É PRECISO DAR UM JEITO, MEU AMIGO

É PRECISO DAR UM JEITO, MEU AMIGO

Eu cheguei de muito longe

E a viagem foi tão longa

E na minha caminhada

Obstáculos na estrada, mas enfim aqui estou

Mas estou envergonhado

Com as coisas que eu vi

Mas não vou ficar calado

No conforto acomodado como tantos por aí

É preciso dar um jeito, meu amigo

É preciso dar um jeito, meu amigo

Descansar não adianta

Quando a gente se levanta quanta coisa aconteceu

As crianças são levadas pela mão de gente grande

Quem me trouxe até agora

Me deixou e foi embora como tantos por aí

É preciso dar um jeito, meu amigo

É preciso dar um jeito, meu amigo

Descansar não adianta

Quando a gente se levanta quanta coisa aconteceu

É preciso dar um jeito, meu amigo

É preciso dar um jeito, meu amigo

É preciso sim

É preciso

É preciso dar um jeito

É preciso dar um jeito, meu amigo

É preciso sim

É preciso dar um jeito, meu amigo

É preciso sim

É preciso sim

É preciso sim

É preciso dar um jeito, meu amigo

É preciso sim

É preciso sim

É preciso dar um jeito

É preciso sim

Meu amigo, meu amigo

 (Compositores: Erasmo Carlos e Roberto Carlos)
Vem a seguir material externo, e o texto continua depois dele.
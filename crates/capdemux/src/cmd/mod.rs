use clap::{Args, Subcommand, ValueEnum};
use std::path::PathBuf;

use capdemux_frame::{DEFAULT_FILLER_SKIP, DEFAULT_HEADER_BYTES};
use capdemux_stream::{WordOrder, DEFAULT_MAX_FILE_SIZE};

use crate::exit::CliResult;
use crate::output::OutputFormat;

pub mod capture;
pub mod inspect;
pub mod split;
pub mod version;

#[derive(Subcommand, Debug)]
pub enum Command {
    /// Demultiplex a capture and write one file per channel.
    Split(SplitArgs),
    /// Demultiplex a capture and report on it without writing files.
    Inspect(InspectArgs),
    /// Show version information.
    Version(VersionArgs),
}

pub fn run(command: Command, format: OutputFormat) -> CliResult<i32> {
    match command {
        Command::Split(args) => split::run(args, format),
        Command::Inspect(args) => inspect::run(args, format),
        Command::Version(args) => version::run(args),
    }
}

/// Channel assignment strategy.
#[derive(Copy, Clone, Debug, ValueEnum)]
pub enum Mode {
    /// Sync triple, filler skipping and round-robin frames of 32-bit words.
    Ring,
    /// Records tagged with their channel, two 16-bit samples each.
    Legacy,
}

impl Mode {
    pub fn as_str(self) -> &'static str {
        match self {
            Mode::Ring => "ring",
            Mode::Legacy => "legacy",
        }
    }
}

/// Byte order of capture words and output samples.
#[derive(Copy, Clone, Debug, ValueEnum)]
pub enum ByteOrder {
    Native,
    Little,
    Big,
}

impl From<ByteOrder> for WordOrder {
    fn from(order: ByteOrder) -> Self {
        match order {
            ByteOrder::Native => WordOrder::Native,
            ByteOrder::Little => WordOrder::Little,
            ByteOrder::Big => WordOrder::Big,
        }
    }
}

#[derive(Args, Debug)]
pub struct CaptureArgs {
    /// Capture file to read.
    pub input: PathBuf,
    /// Channel assignment strategy.
    #[arg(long, value_enum, default_value = "ring")]
    pub mode: Mode,
    /// Byte order of capture words (and of written samples).
    #[arg(long, value_enum, default_value = "native")]
    pub word_order: ByteOrder,
    /// Reject captures larger than this many bytes.
    #[arg(long, env = "CAPDEMUX_MAX_FILE_SIZE", default_value_t = DEFAULT_MAX_FILE_SIZE)]
    pub max_file_size: usize,
    /// Start demultiplexing at the first word instead of the first sync triple (ring mode).
    #[arg(long)]
    pub no_sync: bool,
    /// Words to advance past each filler pair (ring mode).
    #[arg(long, default_value_t = DEFAULT_FILLER_SKIP)]
    pub filler_skip: usize,
    /// Header bytes preceding the first record (legacy mode).
    #[arg(long, default_value_t = DEFAULT_HEADER_BYTES)]
    pub header_bytes: usize,
    /// Maximum samples kept per channel. Defaults to what a capture of
    /// `--max-file-size` bytes can put on one channel in the selected mode.
    #[arg(long)]
    pub channel_capacity: Option<usize>,
}

#[derive(Args, Debug)]
pub struct SplitArgs {
    #[command(flatten)]
    pub capture: CaptureArgs,
    /// Directory receiving the channel files (created if missing).
    #[arg(long, short = 'o', env = "CAPDEMUX_OUTPUT_DIR", default_value = ".")]
    pub output_dir: PathBuf,
    /// Channel file name prefix.
    #[arg(long, default_value = "ch_")]
    pub prefix: String,
    /// Channel file extension.
    #[arg(long, default_value = "raw")]
    pub extension: String,
}

#[derive(Args, Debug)]
pub struct InspectArgs {
    #[command(flatten)]
    pub capture: CaptureArgs,
}

#[derive(Args, Debug)]
pub struct VersionArgs {
    /// Show build details and format constants.
    #[arg(long)]
    pub extended: bool,
}
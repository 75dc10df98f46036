use std::io::IsTerminal;

use clap::ValueEnum;
use comfy_table::{presets::UTF8_FULL, ContentArrangement, Table};
use serde::Serialize;

#[derive(Clone, Debug, Copy, ValueEnum)]
pub enum OutputFormat {
    Json,
    Table,
    Pretty,
}

impl OutputFormat {
    pub fn default_for_stdout() -> Self {
        if std::io::stdout().is_terminal() {
            Self::Table
        } else {
            Self::Json
        }
    }
}

#[derive(Serialize, Debug)]
pub struct ChannelSummary {
    /// 1-based, matching output file numbering.
    pub channel: usize,
    pub samples: usize,
    pub bytes: usize,
    #[serde(skip_serializing_if = "Option::is_none")]
    pub path: Option<String>,
}

#[derive(Serialize, Debug)]
pub struct RunSummary {
    pub input: String,
    pub mode: &'static str,
    pub input_bytes: usize,
    #[serde(skip_serializing_if = "Option::is_none")]
    pub sync_index: Option<usize>,
    #[serde(skip_serializing_if = "Option::is_none")]
    pub frames: Option<u64>,
    #[serde(skip_serializing_if = "Option::is_none")]
    pub records: Option<usize>,
    pub filler_pairs: usize,
    pub dropped_samples: usize,
    pub warnings: Vec<String>,
    pub channels: Vec<ChannelSummary>,
    #[serde(skip_serializing_if = "Option::is_none")]
    pub latest_frame: Option<Vec<String>>,
}

pub fn print_summary(summary: &RunSummary, format: OutputFormat) {
    match format {
        OutputFormat::Json => {
            println!(
                "{}",
                serde_json::to_string(summary).unwrap_or_else(|_| "{}".to_string())
            );
        }
        OutputFormat::Table => {
            print_header(summary);
            let mut table = Table::new();
            table
                .load_preset(UTF8_FULL)
                .set_content_arrangement(ContentArrangement::Dynamic)
                .set_header(vec!["CHANNEL", "SAMPLES", "BYTES", "OUTPUT"]);
            for ch in &summary.channels {
                table.add_row(vec![
                    ch.channel.to_string(),
                    ch.samples.to_string(),
                    ch.bytes.to_string(),
                    ch.path.clone().unwrap_or_else(|| "-".to_string()),
                ]);
            }
            println!("{table}");
        }
        OutputFormat::Pretty => {
            print_header(summary);
            for ch in &summary.channels {
                match &ch.path {
                    Some(path) => println!(
                        "  ch{:<2} samples={} bytes={} -> {}",
                        ch.channel, ch.samples, ch.bytes, path
                    ),
                    None => println!(
                        "  ch{:<2} samples={} bytes={}",
                        ch.channel, ch.samples, ch.bytes
                    ),
                }
            }
        }
    }
}

fn print_header(summary: &RunSummary) {
    println!("Capture:      {} ({} bytes)", summary.input, summary.input_bytes);
    println!("Mode:         {}", summary.mode);
    match summary.sync_index {
        Some(index) => println!("Sync:         word {index}"),
        None if summary.mode == "ring" => println!("Sync:         not found"),
        None => {}
    }
    if let Some(frames) = summary.frames {
        println!("Frames:       {frames}");
    }
    if let Some(records) = summary.records {
        println!("Records:      {records}");
    }
    println!("Filler pairs: {}", summary.filler_pairs);
    println!("Dropped:      {} samples", summary.dropped_samples);
    for warning in &summary.warnings {
        println!("Warning:      {warning}");
    }
    if let Some(frame) = &summary.latest_frame {
        println!("Latest frame: {}", frame.join(" "));
    }
}

pub fn hex_word(word: u32) -> String {
    format!("{word:08x}")
}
Tenho escutado com alguma frequência, na clínica e fora dela, pessoas cansadas do Brasil. Não exatamente desinteressadas da política. Cansadas. Cansadas de indignar-se, de acompanhar notícias, de ver ideias que julgávamos suficientemente desmoralizadas retornarem ao debate público como alternativas perfeitamente aceitáveis. Cansadas de assistir à violência converter-se em bravata, à ignorância em autenticidade, à mediocridade em projeto político.

E há alguma coisa perigosa nesse cansaço. Penso nisso ao ouvir É preciso dar um jeito, meu amigo, de Roberto e Erasmo Carlos, escolhida como tema do filme Ainda Estou Aqui. A canção é de 1971, composta em plena ditadura militar, quando havia razões muito concretas para acreditar que o horizonte estava fechado. Ainda assim, há nela uma recusa fundamental: não se acomodar. E embora eu também esteja exausta, não há como escapar de pensar que é disso que ainda precisamos, já que a luta urge.

Claro que nossa situação não é a mesma de 1971. Mas aqui também, cinquenta e cinco anos depois, estamos experimentando um afunilamento do horizonte. O avanço da extrema-direita, sua permanência como força eleitoral e, particularmente, a pobreza política e intelectual de parte daqueles que se apresentam para governar o país podem produzir uma sensação devastadora: é isso que temos. É entre isso e aquilo. As campanhas parecem um manancial de mentiras e, ao fim e ao cabo, dormimos com o gosto da inescrupulosidade repetida, da falta de novidades no modo contemporâneo de apresentar política e de fazê-la acontecer (ou não acontecer, na verdade).

E, como temos discutido, quando o futuro perde possibilidades, o presente pesa. Na clínica, conhecemos bem esse fenômeno. Há sofrimentos em que a pessoa não consegue imaginar uma vida diferente daquela que está vivendo. Não é que ela tenha examinado todas as possibilidades e concluído que nenhuma existe. É que já não consegue vê-las. O horizonte se contraiu. O que me ocorre é também adoecemos politicamente assim.

O pessimismo reiterado pode produzir uma espécie de exaustão antecipatória. Já sabemos que “não vai adiantar”, que “político é tudo igual”, que “nada muda”. E, curiosamente, aquilo que parece lucidez pode começar a funcionar como acomodação. Se nada pode acontecer, nada me convoca a agir.

É nesse ponto que a canção me parece tão contemporânea. “Dar um jeito” não precisa significar possuir a solução. Há algo até mais humilde nessa expressão. Dar um jeito é agir quando ainda não sabemos exatamente qual será a saída. É recusar a ideia de que o mundo que se apresenta diante de nós esgota todos os mundos possíveis.

A resistência depende também dessa capacidade de sustentar horizonte. Não de um otimismo ingênuo, que negue a gravidade do que vemos. Esperança não é acreditar que tudo dará certo. É preservar, mesmo diante de um campo adverso, alguma abertura para aquilo que ainda pode acontecer — e reconhecer nossa participação nisso.

O que creio é que há uma diferença política enorme entre dizer “está tudo perdido” e dizer “não sei como sairemos daqui”. Na segunda frase, ainda existe futuro. Acho que quando canta, Erasmo consegue nos alcançar por esse motivo, porque proclama a chance de um futuro.

Sim, meu amigo, estamos exaustos. Mas é preciso acreditar que haveremos de produzir um jeito.